◆ **Your assignment**: A word-for-word restatement of the data is what is needed.

◆ **Source material**:
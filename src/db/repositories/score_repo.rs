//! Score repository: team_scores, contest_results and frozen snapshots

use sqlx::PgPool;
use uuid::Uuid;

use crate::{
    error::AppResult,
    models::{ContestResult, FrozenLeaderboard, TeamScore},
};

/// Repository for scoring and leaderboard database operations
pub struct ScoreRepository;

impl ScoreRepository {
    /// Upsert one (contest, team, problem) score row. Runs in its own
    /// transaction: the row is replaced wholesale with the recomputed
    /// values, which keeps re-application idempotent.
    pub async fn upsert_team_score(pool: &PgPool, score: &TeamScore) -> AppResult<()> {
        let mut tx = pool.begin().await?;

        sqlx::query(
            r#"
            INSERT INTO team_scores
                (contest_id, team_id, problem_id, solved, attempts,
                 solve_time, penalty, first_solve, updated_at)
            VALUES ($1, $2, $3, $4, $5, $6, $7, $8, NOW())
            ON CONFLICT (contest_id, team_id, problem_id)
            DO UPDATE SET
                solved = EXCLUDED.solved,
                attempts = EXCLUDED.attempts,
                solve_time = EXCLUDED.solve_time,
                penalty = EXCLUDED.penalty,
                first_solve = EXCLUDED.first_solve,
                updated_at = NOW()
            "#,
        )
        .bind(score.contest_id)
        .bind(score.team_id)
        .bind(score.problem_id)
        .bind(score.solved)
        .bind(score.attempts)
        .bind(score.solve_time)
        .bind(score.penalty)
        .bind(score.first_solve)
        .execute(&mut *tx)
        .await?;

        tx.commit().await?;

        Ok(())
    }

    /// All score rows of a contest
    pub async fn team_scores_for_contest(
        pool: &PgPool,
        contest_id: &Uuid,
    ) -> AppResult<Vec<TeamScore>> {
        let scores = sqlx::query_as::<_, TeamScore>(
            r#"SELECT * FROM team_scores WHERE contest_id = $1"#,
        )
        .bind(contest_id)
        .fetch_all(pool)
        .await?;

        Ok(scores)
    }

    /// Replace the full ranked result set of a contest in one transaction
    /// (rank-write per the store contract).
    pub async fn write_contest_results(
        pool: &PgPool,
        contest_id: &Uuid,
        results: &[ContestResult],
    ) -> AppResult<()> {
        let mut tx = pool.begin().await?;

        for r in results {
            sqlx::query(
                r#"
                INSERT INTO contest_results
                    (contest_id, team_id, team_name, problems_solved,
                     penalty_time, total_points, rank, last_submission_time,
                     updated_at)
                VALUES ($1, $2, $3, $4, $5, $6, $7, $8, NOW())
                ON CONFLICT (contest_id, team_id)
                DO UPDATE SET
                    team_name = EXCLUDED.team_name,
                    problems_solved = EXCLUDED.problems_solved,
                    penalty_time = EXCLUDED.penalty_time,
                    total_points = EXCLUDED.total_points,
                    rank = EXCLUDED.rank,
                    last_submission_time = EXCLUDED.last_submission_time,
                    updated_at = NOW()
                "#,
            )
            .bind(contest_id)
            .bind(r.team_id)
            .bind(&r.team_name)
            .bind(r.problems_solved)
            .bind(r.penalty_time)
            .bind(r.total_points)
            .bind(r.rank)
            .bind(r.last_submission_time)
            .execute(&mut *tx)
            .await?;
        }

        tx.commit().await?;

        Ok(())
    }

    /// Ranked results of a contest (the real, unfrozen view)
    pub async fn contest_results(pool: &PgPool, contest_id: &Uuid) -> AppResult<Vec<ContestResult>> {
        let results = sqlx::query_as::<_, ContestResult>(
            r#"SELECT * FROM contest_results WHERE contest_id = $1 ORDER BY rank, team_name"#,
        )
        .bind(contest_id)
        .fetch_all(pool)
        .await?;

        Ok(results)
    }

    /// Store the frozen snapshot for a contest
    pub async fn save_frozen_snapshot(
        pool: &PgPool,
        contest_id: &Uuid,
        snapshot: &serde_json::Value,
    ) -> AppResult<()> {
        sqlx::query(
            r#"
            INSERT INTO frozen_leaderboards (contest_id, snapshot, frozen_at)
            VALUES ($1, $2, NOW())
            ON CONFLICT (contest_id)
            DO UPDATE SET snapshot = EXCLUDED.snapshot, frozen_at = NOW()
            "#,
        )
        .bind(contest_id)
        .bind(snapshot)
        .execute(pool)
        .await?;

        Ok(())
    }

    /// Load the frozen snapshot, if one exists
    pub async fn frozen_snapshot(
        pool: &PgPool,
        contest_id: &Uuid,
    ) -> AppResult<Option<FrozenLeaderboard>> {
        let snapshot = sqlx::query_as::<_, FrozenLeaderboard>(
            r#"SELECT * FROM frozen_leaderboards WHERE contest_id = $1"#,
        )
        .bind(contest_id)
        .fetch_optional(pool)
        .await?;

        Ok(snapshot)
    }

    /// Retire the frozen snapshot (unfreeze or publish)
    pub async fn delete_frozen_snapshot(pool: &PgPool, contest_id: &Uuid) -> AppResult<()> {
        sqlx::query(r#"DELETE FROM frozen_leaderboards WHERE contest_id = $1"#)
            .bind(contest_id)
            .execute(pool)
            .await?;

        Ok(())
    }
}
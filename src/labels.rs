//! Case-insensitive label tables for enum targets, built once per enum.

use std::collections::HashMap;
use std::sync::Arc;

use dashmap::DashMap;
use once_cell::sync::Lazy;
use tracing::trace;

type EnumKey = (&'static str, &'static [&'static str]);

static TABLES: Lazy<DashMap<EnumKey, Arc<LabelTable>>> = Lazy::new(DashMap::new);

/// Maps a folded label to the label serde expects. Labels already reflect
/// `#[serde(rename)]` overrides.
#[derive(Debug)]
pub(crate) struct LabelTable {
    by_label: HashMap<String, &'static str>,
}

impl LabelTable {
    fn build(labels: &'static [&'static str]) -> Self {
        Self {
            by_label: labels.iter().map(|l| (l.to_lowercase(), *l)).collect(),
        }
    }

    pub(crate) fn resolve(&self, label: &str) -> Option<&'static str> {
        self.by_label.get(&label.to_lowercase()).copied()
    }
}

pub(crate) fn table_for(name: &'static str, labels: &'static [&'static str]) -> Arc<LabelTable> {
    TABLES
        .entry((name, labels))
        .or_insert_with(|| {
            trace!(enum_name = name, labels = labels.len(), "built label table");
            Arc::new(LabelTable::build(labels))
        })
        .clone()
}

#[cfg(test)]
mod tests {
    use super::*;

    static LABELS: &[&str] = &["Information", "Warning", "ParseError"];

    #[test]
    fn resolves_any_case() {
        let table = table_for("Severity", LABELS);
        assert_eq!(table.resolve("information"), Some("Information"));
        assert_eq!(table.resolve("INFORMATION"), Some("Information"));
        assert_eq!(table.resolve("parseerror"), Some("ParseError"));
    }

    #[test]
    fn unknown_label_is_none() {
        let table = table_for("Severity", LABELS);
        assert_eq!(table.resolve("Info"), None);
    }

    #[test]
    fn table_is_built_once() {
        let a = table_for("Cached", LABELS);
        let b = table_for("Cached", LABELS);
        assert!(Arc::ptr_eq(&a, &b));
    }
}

◆ **Solution to this task**:
filename src/db/repositories/score_repo.rs
//! Score repository: team_scores, contest_results and frozen snapshots

use sqlx::PgPool;
use uuid::Uuid;

use crate::{
    error::AppResult,
    models::{ContestResult, FrozenLeaderboard, TeamScore},
};

/// Repository for scoring and leaderboard database operations
pub struct ScoreRepository;

impl ScoreRepository {
    /// Upsert one (contest, team, problem) score row. Runs in its own
    /// transaction: the row is replaced wholesale with the recomputed
    /// values, which keeps re-application idempotent.
    pub async fn upsert_team_score(pool: &PgPool, score: &TeamScore) -> AppResult<()> {
        let mut tx = pool.begin().await?;

        sqlx::query(
            r#"
            INSERT INTO team_scores
                (contest_id, team_id, problem_id, solved, attempts,
                 solve_time, penalty, first_solve, updated_at)
            VALUES ($1, $2, $3, $4, $5, $6, $7, $8, NOW())
            ON CONFLICT (contest_id, team_id, problem_id)
            DO UPDATE SET
                solved = EXCLUDED.solved,
                attempts = EXCLUDED.attempts,
                solve_time = EXCLUDED.solve_time,
                penalty = EXCLUDED.penalty,
                first_solve = EXCLUDED.first_solve,
                updated_at = NOW()
            "#,
        )
        .bind(score.contest_id)
        .bind(score.team_id)
        .bind(score.problem_id)
        .bind(score.solved)
        .bind(score.attempts)
        .bind(score.solve_time)
        .bind(score.penalty)
        .bind(score.first_solve)
        .execute(&mut *tx)
        .await?;

        tx.commit().await?;

        Ok(())
    }

    /// All score rows of a contest
    pub async fn team_scores_for_contest(
        pool: &PgPool,
        contest_id: &Uuid,
    ) -> AppResult<Vec<TeamScore>> {
        let scores = sqlx::query_as::<_, TeamScore>(
            r#"SELECT * FROM team_scores WHERE contest_id = $1"#,
        )
        .bind(contest_id)
        .fetch_all(pool)
        .await?;

        Ok(scores)
    }

    /// Replace the full ranked result set of a contest in one transaction
    /// (rank-write per the store contract).
    pub async fn write_contest_results(
        pool: &PgPool,
        contest_id: &Uuid,
        results: &[ContestResult],
    ) -> AppResult<()> {
        let mut tx = pool.begin().await?;

        for r in results {
            sqlx::query(
                r#"
                INSERT INTO contest_results
                    (contest_id, team_id, team_name, problems_solved,
                     penalty_time, total_points, rank, last_submission_time,
                     updated_at)
                VALUES ($1, $2, $3, $4, $5, $6, $7, $8, NOW())
                ON CONFLICT (contest_id, team_id)
                DO UPDATE SET
                    team_name = EXCLUDED.team_name,
                    problems_solved = EXCLUDED.problems_solved,
                    penalty_time = EXCLUDED.penalty_time,
                    total_points = EXCLUDED.total_points,
                    rank = EXCLUDED.rank,
                    last_submission_time = EXCLUDED.last_submission_time,
                    updated_at = NOW()
                "#,
            )
            .bind(contest_id)
            .bind(r.team_id)
            .bind(&r.team_name)
            .bind(r.problems_solved)
            .bind(r.penalty_time)
            .bind(r.total_points)
            .bind(r.rank)
            .bind(r.last_submission_time)
            .execute(&mut *tx)
            .await?;
        }

        tx.commit().await?;

        Ok(())
    }

    /// Ranked results of a contest (the real, unfrozen view)
    pub async fn contest_results(pool: &PgPool, contest_id: &Uuid) -> AppResult<Vec<ContestResult>> {
        let results = sqlx::query_as::<_, ContestResult>(
            r#"SELECT * FROM contest_results WHERE contest_id = $1 ORDER BY rank, team_name"#,
        )
        .bind(contest_id)
        .fetch_all(pool)
        .await?;

        Ok(results)
    }

    /// Store the frozen snapshot for a contest
    pub async fn save_frozen_snapshot(
        pool: &PgPool,
        contest_id: &Uuid,
        snapshot: &serde_json::Value,
    ) -> AppResult<()> {
        sqlx::query(
            r#"
            INSERT INTO frozen_leaderboards (contest_id, snapshot, frozen_at)
            VALUES ($1, $2, NOW())
            ON CONFLICT (contest_id)
            DO UPDATE SET snapshot = EXCLUDED.snapshot, frozen_at = NOW()
            "#,
        )
        .bind(contest_id)
        .bind(snapshot)
        .execute(pool)
        .await?;

        Ok(())
    }

    /// Load the frozen snapshot, if one exists
    pub async fn frozen_snapshot(
        pool: &PgPool,
        contest_id: &Uuid,
    ) -> AppResult<Option<FrozenLeaderboard>> {
        let snapshot = sqlx::query_as::<_, FrozenLeaderboard>(
            r#"SELECT * FROM frozen_leaderboards WHERE contest_id = $1"#,
        )
        .bind(contest_id)
        .fetch_optional(pool)
        .await?;

        Ok(snapshot)
    }

    /// Retire the frozen snapshot (unfreeze or publish)
    pub async fn delete_frozen_snapshot(pool: &PgPool, contest_id: &Uuid) -> AppResult<()> {
        sqlx::query(r#"DELETE FROM frozen_leaderboards WHERE contest_id = $1"#)
            .bind(contest_id)
            .execute(pool)
            .await?;

        Ok(())
    }
}
filename src/labels.rs
//! Case-insensitive label tables for enum targets, built once per enum.

use std::collections::HashMap;
use std::sync::Arc;

use dashmap::DashMap;
use once_cell::sync::Lazy;
use tracing::trace;

type EnumKey = (&'static str, &'static [&'static str]);

static TABLES: Lazy<DashMap<EnumKey, Arc<LabelTable>>> = Lazy::new(DashMap::new);

/// Maps a folded label to the label serde expects. Labels already reflect
/// `#[serde(rename)]` overrides.
#[derive(Debug)]
pub(crate) struct LabelTable {
    by_label: HashMap<String, &'static str>,
}

impl LabelTable {
    fn build(labels: &'static [&'static str]) -> Self {
        Self {
            by_label: labels.iter().map(|l| (l.to_lowercase(), *l)).collect(),
        }
    }

    pub(crate) fn resolve(&self, label: &str) -> Option<&'static str> {
        self.by_label.get(&label.to_lowercase()).copied()
    }
}

pub(crate) fn table_for(name: &'static str, labels: &'static [&'static str]) -> Arc<LabelTable> {
    TABLES
        .entry((name, labels))
        .or_insert_with(|| {
            trace!(enum_name = name, labels = labels.len(), "built label table");
            Arc::new(LabelTable::build(labels))
        })
        .clone()
}

#[cfg(test)]
mod tests {
    use super::*;

    static LABELS: &[&str] = &["Information", "Warning", "ParseError"];

    #[test]
    fn resolves_any_case() {
        let table = table_for("Severity", LABELS);
        assert_eq!(table.resolve("information"), Some("Information"));
        assert_eq!(table.resolve("INFORMATION"), Some("Information"));
        assert_eq!(table.resolve("parseerror"), Some("ParseError"));
    }

    #[test]
    fn unknown_label_is_none() {
        let table = table_for("Severity", LABELS);
        assert_eq!(table.resolve("Info"), None);
    }

    #[test]
    fn table_is_built_once() {
        let a = table_for("Cached", LABELS);
        let b = table_for("Cached", LABELS);
        assert!(Arc::ptr_eq(&a, &b));
    }
}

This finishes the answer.